The image of Bruce Willis, an athletic and wise movie star, struggling to remember his lines is a difficult one. Progressive aphasia is frightening to anyone, but when it strikes an actor who has demonstrated quick intelligence and physical agility for so long, it gets home in a profound way.

Then there’s the question: Has this highly funded star been manipulated by those around him to keep working even when it’s time to step out of the spotlight and take care of himself? In the past few years, he has appeared in a significant number of films. To get close to answering this question, we need some understanding of aphasia, which can be a symptom of different symptoms and have different variants with different outcomes.

Reading the news stories—without examining Willis or running the necessary tests myself—suggests that he has primary progressive aphasia, which could be a symptom of early Alzheimer’s disease or a disorder called frontotemporal dementia.

His struggle seems to be a communication struggle, not a great deal of understanding.

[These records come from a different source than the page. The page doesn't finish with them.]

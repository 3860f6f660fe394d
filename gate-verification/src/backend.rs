//! Pluggable external analysers consulted alongside the built-in checks.

use thiserror::Error;

/// Errors raised by an [`AnalysisBackend`].
#[derive(Debug, Error, Clone, PartialEq, Eq)]
pub enum BackendError {
    /// The backend is not installed or not reachable. The built-in checks still decide.
    #[error("analysis backend unavailable: {reason}")]
    Unavailable {
        /// Why the backend could not be used.
        reason: String,
    },
    /// The backend started but failed before producing a report.
    #[error("analysis backend failed: {reason}")]
    Failed {
        /// Failure description.
        reason: String,
    },
}

/// Findings contributed by a backend.
#[derive(Debug, Clone, Default, PartialEq, Eq)]
pub struct BackendReport {
    /// General quality issues.
    pub issues: Vec<String>,
    /// Security findings.
    pub security_issues: Vec<String>,
}

/// An external static analyser.
pub trait AnalysisBackend: Send + Sync {
    /// Name shown in notes and logs.
    fn name(&self) -> &str;

    /// Analyses `code` written in `language`.
    ///
    /// # Errors
    ///
    /// Returns [`BackendError::Unavailable`] when the tool cannot run at all,
    /// or [`BackendError::Failed`] when it fails mid-run.
    fn analyze(&self, code: &str, language: &str) -> Result<BackendReport, BackendError>;
}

Alzheimer’s patients, especially in the early stages, are fully aware of their inability to remember this or that face or truth. It can be painful and annoying for them at the same time.

Connecting the dots in Willis’ case indicates that he maintains a certain level of self-awareness. The condition was described as degenerative, indicating that a stroke or other sudden event was not a factor.

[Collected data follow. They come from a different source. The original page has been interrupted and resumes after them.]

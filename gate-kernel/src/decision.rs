//! Gate output records.

use std::fmt;

use gate_constitution::ConstitutionalReview;
use gate_parliament::VoteResult;
use gate_primitives::{ApprovalId, RequestId};
use gate_verification::VerificationResult;
use serde::{Deserialize, Serialize};

/// Final pipeline outcome.
#[derive(Debug, Clone, Copy, PartialEq, Eq, Hash, Serialize, Deserialize)]
#[serde(rename_all = "snake_case")]
pub enum Outcome {
    /// The action may proceed.
    Approved,
    /// The action must not proceed.
    Denied,
    /// A human or higher authority must decide.
    Escalated,
    /// The pipeline failed; treat as not approved.
    Error,
}

impl Outcome {
    /// Stable identifier.
    #[must_use]
    pub fn as_str(self) -> &'static str {
        match self {
            Self::Approved => "approved",
            Self::Denied => "denied",
            Self::Escalated => "escalated",
            Self::Error => "error",
        }
    }
}

impl fmt::Display for Outcome {
    fn fmt(&self, f: &mut fmt::Formatter<'_>) -> fmt::Result {
        f.write_str(self.as_str())
    }
}

/// Stage the pipeline entered.
#[derive(Debug, Clone, Copy, PartialEq, Eq, Hash, Serialize, Deserialize)]
#[serde(rename_all = "snake_case")]
pub enum ProcessingStep {
    /// Low-risk shortcut taken.
    QuickCheck,
    /// Constitution reviewed the action.
    ConstitutionalReview,
    /// Verification checks ran.
    Verification,
    /// Parliament voted.
    ParliamentaryReview,
    /// All stages passed and the decision was aggregated.
    FinalDecision,
}

/// Result of [`GovernanceGate::evaluate`](crate::GovernanceGate::evaluate).
#[derive(Debug, Clone, PartialEq, Serialize, Deserialize)]
pub struct Decision {
    /// Identifier of this evaluation.
    pub request_id: RequestId,
    /// Outcome.
    pub outcome: Outcome,
    /// Confidence in the outcome, in `[0, 1]`.
    pub confidence: f64,
    /// Stages entered, in order.
    pub processing_steps: Vec<ProcessingStep>,
    /// Human-readable trail explaining the outcome.
    pub reasoning: Vec<String>,
    /// Constitutional review, when it ran.
    #[serde(default, skip_serializing_if = "Option::is_none")]
    pub review: Option<ConstitutionalReview>,
    /// Verification results, when checks ran.
    #[serde(default, skip_serializing_if = "Vec::is_empty")]
    pub verification: Vec<VerificationResult>,
    /// Committee result, when parliament decided.
    #[serde(default, skip_serializing_if = "Option::is_none")]
    pub vote: Option<VoteResult>,
    /// Pending approval opened for an escalation.
    #[serde(default, skip_serializing_if = "Option::is_none")]
    pub approval_id: Option<ApprovalId>,
    /// Error text for [`Outcome::Error`].
    #[serde(default, skip_serializing_if = "Option::is_none")]
    pub error: Option<String>,
    /// Wall-clock time spent, in milliseconds.
    pub processing_time_ms: u64,
}

impl Decision {
    pub(crate) fn error(request_id: RequestId, error: String) -> Self {
        Self {
            request_id,
            outcome: Outcome::Error,
            confidence: 0.0,
            processing_steps: Vec::new(),
            reasoning: vec![format!("governance evaluation failed: {error}")],
            review: None,
            verification: Vec::new(),
            vote: None,
            approval_id: None,
            error: Some(error),
            processing_time_ms: 0,
        }
    }

    /// Returns `true` for [`Outcome::Approved`].
    #[must_use]
    pub fn is_approved(&self) -> bool {
        self.outcome == Outcome::Approved
    }

    /// Returns `true` if the pipeline entered `step`.
    #[must_use]
    pub fn took_step(&self, step: ProcessingStep) -> bool {
        self.processing_steps.contains(&step)
    }
}

/// Accumulates stage output until the pipeline concludes.
#[derive(Debug, Default)]
pub(crate) struct Trail {
    steps: Vec<ProcessingStep>,
    reasoning: Vec<String>,
    confidences: Vec<f64>,
    pub(crate) review: Option<ConstitutionalReview>,
    pub(crate) verification: Vec<VerificationResult>,
    pub(crate) vote: Option<VoteResult>,
}

/// Confidence when no stage contributed one.
pub(crate) const DEFAULT_CONFIDENCE: f64 = 0.7;

impl Trail {
    pub(crate) fn step(&mut self, step: ProcessingStep) {
        self.steps.push(step);
    }

    pub(crate) fn note(&mut self, reason: impl Into<String>) {
        self.reasoning.push(reason.into());
    }

    pub(crate) fn contribute(&mut self, confidence: f64) {
        self.confidences.push(confidence);
    }

    /// Mean of contributed confidences.
    pub(crate) fn aggregate_confidence(&self) -> f64 {
        if self.confidences.is_empty() {
            return DEFAULT_CONFIDENCE;
        }
        #[allow(clippy::cast_precision_loss)]
        let count = self.confidences.len() as f64;
        self.confidences.iter().sum::<f64>() / count
    }

    pub(crate) fn conclude(self, request_id: RequestId, outcome: Outcome, confidence: f64) -> Decision {
        Decision {
            request_id,
            outcome,
            confidence: confidence.clamp(0.0, 1.0),
            processing_steps: self.steps,
            reasoning: self.reasoning,
            review: self.review,
            verification: self.verification,
            vote: self.vote,
            approval_id: None,
            error: None,
            processing_time_ms: 0,
        }
    }
}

A crew member reportedly said on set that Willis once asked, “I know why you’re here, and I know why you’re here. But why am I here?” This agonizing question is common to millions of Alzheimer’s patients around the world. This is one of the most heartbreaking aspects of this degenerative disease – patients feel like they are slipping away, sometimes before others feel it.

Aphasia caused by Alzheimer’s disease is called aphasia. It initially results in long pauses as patients search for the correct words. It is difficult to remember and repeat long sentences due to the accompanying amnesia. Naturally, this will be especially difficult for the actor. It may pass through the first part of the line, but it loses the thread before the end.

It is a progressive condition and the cause is still a mystery, and treatments are very limited. If Alzheimer’s disease is the underlying cause, symptoms can diminish and fade a little, but they never get better.

Frontotemporal dementia, the other major cause of primary progressive aphasia, has a non-fluent variant and a semantic variant. It would be difficult to take on the role of the actor with the first actor, because you find it difficult to get any words out. The semantic variable includes a loss of vocabulary, such as naming a coffee cup “that thing”, and is often associated with changes in personality and behaviour. These language and personality changes can suddenly become apparent to those around the patient, while the patient lacks insight.

It may be that even with his condition, Willis can continue to be in control and decision-making throughout his career, as do other patients. But each of these cases is unique. Reasoning and judgment abilities are preserved in early Alzheimer’s disease but can be affected in frontotemporal dementia.

We’ve seen in the past that when a movie star has an illness, new awareness and public debate about it can be beneficial to those who suffer from it. One can only hope, at the very least, that this agonizing situation for Willis and his family will draw more attention to this terrifying and slightly understandable case.

Keith Fossell is Professor of Neuroscience and Director of the Mary S. Easton Center for Alzheimer’s Disease Research at the University of California, Los Angeles.